▶ _Instructions for the task_: Return each line of the entries that mentions the word "worker".

Collected data:
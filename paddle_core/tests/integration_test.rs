use glam::Vec2;
use hecs::World;
use image::{Rgba, RgbaImage};
use paddle_core::*;
use std::path::Path;

const SKIN: Rgba<u8> = Rgba([240, 240, 240, 255]);
const BACKGROUND: Rgba<u8> = Rgba([0, 0, 0, 255]);

fn init_logging() {
    let _ = tracing_subscriber::fmt()
        .with_env_filter(tracing_subscriber::EnvFilter::from_default_env())
        .with_test_writer()
        .try_init();
}

fn write_skin(path: &Path) {
    RgbaImage::from_pixel(25, 100, SKIN).save(path).unwrap();
}

fn test_config(dir: &Path) -> Config {
    let skin = dir.join("player_one.png");
    write_skin(&skin);
    let toml = format!(
        "display_width = 640.0\nlogical_camera_width = 640.0\nplayer_one_skin = {:?}\n",
        skin.to_string_lossy()
    );
    let path = dir.join("paddle.toml");
    std::fs::write(&path, toml).unwrap();
    Config::from_file(&path).unwrap()
}

#[test]
fn test_frame_moves_and_draws() {
    init_logging();
    let dir = tempfile::tempdir().unwrap();
    let config = test_config(dir.path());
    let mut paddle = Paddle::player_one(&config).unwrap();
    let mut frame = FrameBuffer::new(200, 400);
    frame.clear(BACKGROUND);

    let mut keys = KeyState::new();
    keys.handle_key_down("ArrowDown");
    run_frame(&mut paddle, &keys, &mut frame, &config, 0);

    assert_eq!(paddle.position(), Vec2::new(10.0, 20.0));
    let image = frame.image();
    assert_eq!(*image.get_pixel(10, 20), SKIN, "Top-left of paddle");
    assert_eq!(*image.get_pixel(34, 119), SKIN, "Bottom-right of paddle");
    assert_eq!(*image.get_pixel(10, 19), BACKGROUND, "Above paddle");
    assert_eq!(*image.get_pixel(35, 20), BACKGROUND, "Right of paddle");
}

#[test]
fn test_held_key_over_several_frames() {
    init_logging();
    let dir = tempfile::tempdir().unwrap();
    let config = test_config(dir.path());
    let settings = PaddleSettings {
        position: Vec2::new(10.0, 300.0),
        ..PaddleSettings::default()
    };
    let mut paddle = Paddle::load(settings, &config).unwrap();
    let mut frame = FrameBuffer::new(64, 64);

    let mut keys = KeyState::new();
    keys.handle_key_down("w");
    for _ in 0..5 {
        run_frame(&mut paddle, &keys, &mut frame, &config, 2);
    }
    assert_eq!(paddle.position().y, 240.0, "5 frames of (10 + 2) up");

    keys.handle_key_up("W");
    run_frame(&mut paddle, &keys, &mut frame, &config, 2);
    assert_eq!(paddle.position().y, 240.0, "Released key stops the paddle");
}

#[test]
fn test_scaled_display_caps_at_2000() {
    let dir = tempfile::tempdir().unwrap();
    let mut config = test_config(dir.path());
    config.display_width = 800.0;
    config.logical_camera_width = 400.0;

    let settings = PaddleSettings {
        position: Vec2::new(10.0, 1900.0),
        ..PaddleSettings::default()
    };
    let mut paddle = Paddle::load(settings, &config).unwrap();
    let mut frame = FrameBuffer::new(64, 64);

    paddle.update(&mut frame, &config);
    assert_eq!(paddle.position().y, 2000.0);
}

#[test]
fn test_missing_skin_is_reported() {
    let dir = tempfile::tempdir().unwrap();
    let config = Config {
        player_one_skin: dir.path().join("missing.png"),
        ..Config::default()
    };

    let error = Paddle::player_one(&config).unwrap_err();
    assert_eq!(error.path, dir.path().join("missing.png"));
}

#[test]
fn test_two_player_world() {
    init_logging();
    let dir = tempfile::tempdir().unwrap();
    let config = test_config(dir.path());
    let right_skin = dir.path().join("player_two.png");
    write_skin(&right_skin);

    let mut world = World::new();
    let left = create_paddle(
        &mut world,
        PlayerSlot(0),
        Paddle::player_one(&config).unwrap(),
    );
    let right = create_paddle(
        &mut world,
        PlayerSlot(1),
        Paddle::load(
            PaddleSettings {
                position: Vec2::new(160.0, 10.0),
                skin: Some(right_skin),
                ..PaddleSettings::default()
            },
            &config,
        )
        .unwrap(),
    );

    let up = KeyState {
        up: true,
        down: false,
    };
    let down = KeyState {
        up: false,
        down: true,
    };
    let mut frame = FrameBuffer::new(200, 200);

    move_paddles(&mut world, PlayerSlot(0), &down, 0);
    move_paddles(&mut world, PlayerSlot(1), &up, 5);
    update_paddles(&mut world, &mut frame, &config);

    assert_eq!(world.get::<&Paddle>(left).unwrap().position().y, 20.0);
    assert_eq!(world.get::<&Paddle>(right).unwrap().position().y, -5.0);

    world.get::<&mut Paddle>(right).unwrap().add_point();
    assert_eq!(total_score(&world, PlayerSlot(0)), 0);
    assert_eq!(total_score(&world, PlayerSlot(1)), 1);
}
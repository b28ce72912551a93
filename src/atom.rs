//! Atom types — the immutable typed facts the store holds.
//!
//! An atom is one of three shapes: an identity (`(event drought_a1b2c3d4)`),
//! a relation (`(reports user-1 drought_a1b2c3d4)`), or an attribute
//! (`(trust-score user-1 50)`). Atoms are immutable once inserted; "updating"
//! a single-valued fact means inserting a newer attribute atom and relying on
//! last-write-wins lookup.

use serde::{Deserialize, Serialize};

use crate::value::Value;

/// An immutable typed fact.
///
/// The textual form produced by [`Atom::to_text`] is the stable
/// s-expression syntax used for persistence and debugging:
/// `(predicate arg1 arg2 ...)` for relations, `(key subject value)` for
/// attributes. Rendering is total; there is no runtime type probing.
///
/// # Examples
///
/// ```
/// use witnesskb::{Atom, Value};
///
/// let atom = Atom::relation("reports", vec![Value::symbol("user-1"), Value::symbol("evt_1")]);
/// assert_eq!(atom.to_text(), "(reports user-1 evt_1)");
/// ```
#[derive(Debug, Clone, PartialEq, Serialize, Deserialize)]
#[serde(tag = "type", rename_all = "snake_case")]
pub enum Atom {
    /// An identity fact, e.g. `(event drought_a1b2c3d4)` or `(user user-1)`.
    Identity {
        /// The identity kind (`event`, `user`, ...).
        kind: String,
        /// The stable id this identity anchors.
        id: String,
    },

    /// A relation between values, e.g. `(reports user-1 drought_a1b2c3d4)`.
    Relation {
        /// The relation predicate.
        predicate: String,
        /// Ordered arguments (atom references or literals).
        args: Vec<Value>,
    },

    /// A keyed attribute of a subject, e.g. `(trust-score user-1 50)`.
    Attribute {
        /// The subject id the attribute describes.
        subject: String,
        /// The attribute key.
        key: String,
        /// The attribute value.
        value: Value,
    },
}

impl Atom {
    /// Creates an identity atom.
    #[must_use]
    pub fn identity(kind: impl Into<String>, id: impl Into<String>) -> Self {
        Self::Identity {
            kind: kind.into(),
            id: id.into(),
        }
    }

    /// Creates a relation atom.
    #[must_use]
    pub fn relation(predicate: impl Into<String>, args: Vec<Value>) -> Self {
        Self::Relation {
            predicate: predicate.into(),
            args,
        }
    }

    /// Creates an attribute atom.
    #[must_use]
    pub fn attribute(
        subject: impl Into<String>,
        key: impl Into<String>,
        value: impl Into<Value>,
    ) -> Self {
        Self::Attribute {
            subject: subject.into(),
            key: key.into(),
            value: value.into(),
        }
    }

    /// Returns the predicate/kind/key heading this atom.
    #[must_use]
    pub fn head(&self) -> &str {
        match self {
            Self::Identity { kind, .. } => kind,
            Self::Relation { predicate, .. } => predicate,
            Self::Attribute { key, .. } => key,
        }
    }

    /// Returns the subject id for identities and attributes.
    #[must_use]
    pub fn subject(&self) -> Option<&str> {
        match self {
            Self::Identity { id, .. } => Some(id),
            Self::Attribute { subject, .. } => Some(subject),
            Self::Relation { .. } => None,
        }
    }

    /// Renders this atom in the stable s-expression form.
    ///
    /// Identities render as `(kind id)`, relations as
    /// `(predicate arg1 arg2 ...)`, and attributes as `(key subject value)`.
    #[must_use]
    pub fn to_text(&self) -> String {
        match self {
            Self::Identity { kind, id } => format!("({kind} {id})"),
            Self::Relation { predicate, args } => {
                let mut out = String::with_capacity(16 + predicate.len());
                out.push('(');
                out.push_str(predicate);
                for arg in args {
                    out.push(' ');
                    out.push_str(&arg.to_text());
                }
                out.push(')');
                out
            }
            Self::Attribute {
                subject,
                key,
                value,
            } => format!("({key} {subject} {})", value.to_text()),
        }
    }
}

impl std::fmt::Display for Atom {
    fn fmt(&self, f: &mut std::fmt::Formatter<'_>) -> std::fmt::Result {
        f.write_str(&self.to_text())
    }
}
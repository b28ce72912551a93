//! Error types for witnesskb.
//!
//! All errors are strongly typed using thiserror. Verification itself never
//! errors — an undecidable report resolves to `pending` with a full
//! reasoning trace — so the error surface covers compilation, storage, and
//! runtime execution only.

use thiserror::Error;

use crate::store::StoreError;

/// Errors raised while compiling a (event, user) pair into atoms.
///
/// Compilation is all-or-nothing: on error nothing has been inserted.
#[derive(Debug, Error, PartialEq, Eq)]
pub enum CompilationError {
    /// A required field was absent or empty.
    #[error("Required field '{0}' is missing")]
    MissingField(&'static str),
}

/// Errors raised by the runtime execution paths.
#[derive(Debug, Error)]
pub enum ExecutionError {
    /// A worker-pool queue is at capacity.
    #[error("Execution queue full on {path} path (capacity: {capacity})")]
    QueueFull {
        /// The path whose queue is full.
        path: String,
        /// The configured queue capacity.
        capacity: usize,
    },

    /// A worker pool has shut down.
    #[error("Execution path {path} disconnected")]
    Disconnected {
        /// The disconnected path.
        path: String,
    },

    /// A bounded wait on a result elapsed.
    #[error("Operation timed out after {duration_ms}ms")]
    Timeout {
        /// How long the caller waited.
        duration_ms: u64,
    },
}

/// Top-level error type for witnesskb.
#[derive(Debug, Error)]
pub enum WitnessError {
    /// Input failed fact compilation; nothing was inserted.
    #[error("Compilation error: {0}")]
    Compilation(#[from] CompilationError),

    /// The atom store reported a fault; never swallowed since a dropped
    /// insert would silently corrupt the audit trail.
    #[error("Store error: {0}")]
    Store(#[from] StoreError),

    /// A runtime execution fault.
    #[error("Execution error: {0}")]
    Execution(#[from] ExecutionError),

    /// An admin action referenced an event the store has never admitted.
    #[error("Unknown event: {fact_ref}")]
    UnknownEvent {
        /// The event reference that matched no identity atom.
        fact_ref: String,
    },
}

impl WitnessError {
    /// Returns true if this is a compilation (caller) error.
    #[must_use]
    pub const fn is_compilation(&self) -> bool {
        matches!(self, Self::Compilation(_))
    }

    /// Returns true if this is a store error.
    #[must_use]
    pub const fn is_store(&self) -> bool {
        matches!(self, Self::Store(_))
    }

    /// Returns true if this is an execution error.
    #[must_use]
    pub const fn is_execution(&self) -> bool {
        matches!(self, Self::Execution(_))
    }

    /// Returns true if this error is retryable.
    ///
    /// Compilation errors won't change on retry; queue pressure and
    /// timeouts may clear.
    #[must_use]
    pub const fn is_retryable(&self) -> bool {
        match self {
            Self::Compilation(_) | Self::Store(_) | Self::UnknownEvent { .. } => false,
            Self::Execution(e) => matches!(
                e,
                ExecutionError::QueueFull { .. } | ExecutionError::Timeout { .. }
            ),
        }
    }
}

/// Result type alias for witnesskb operations.
pub type WitnessResult<T> = Result<T, WitnessError>;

▶ _Exercise output_:
    /// A worker-pool queue is at capacity.
    /// A worker pool has shut down.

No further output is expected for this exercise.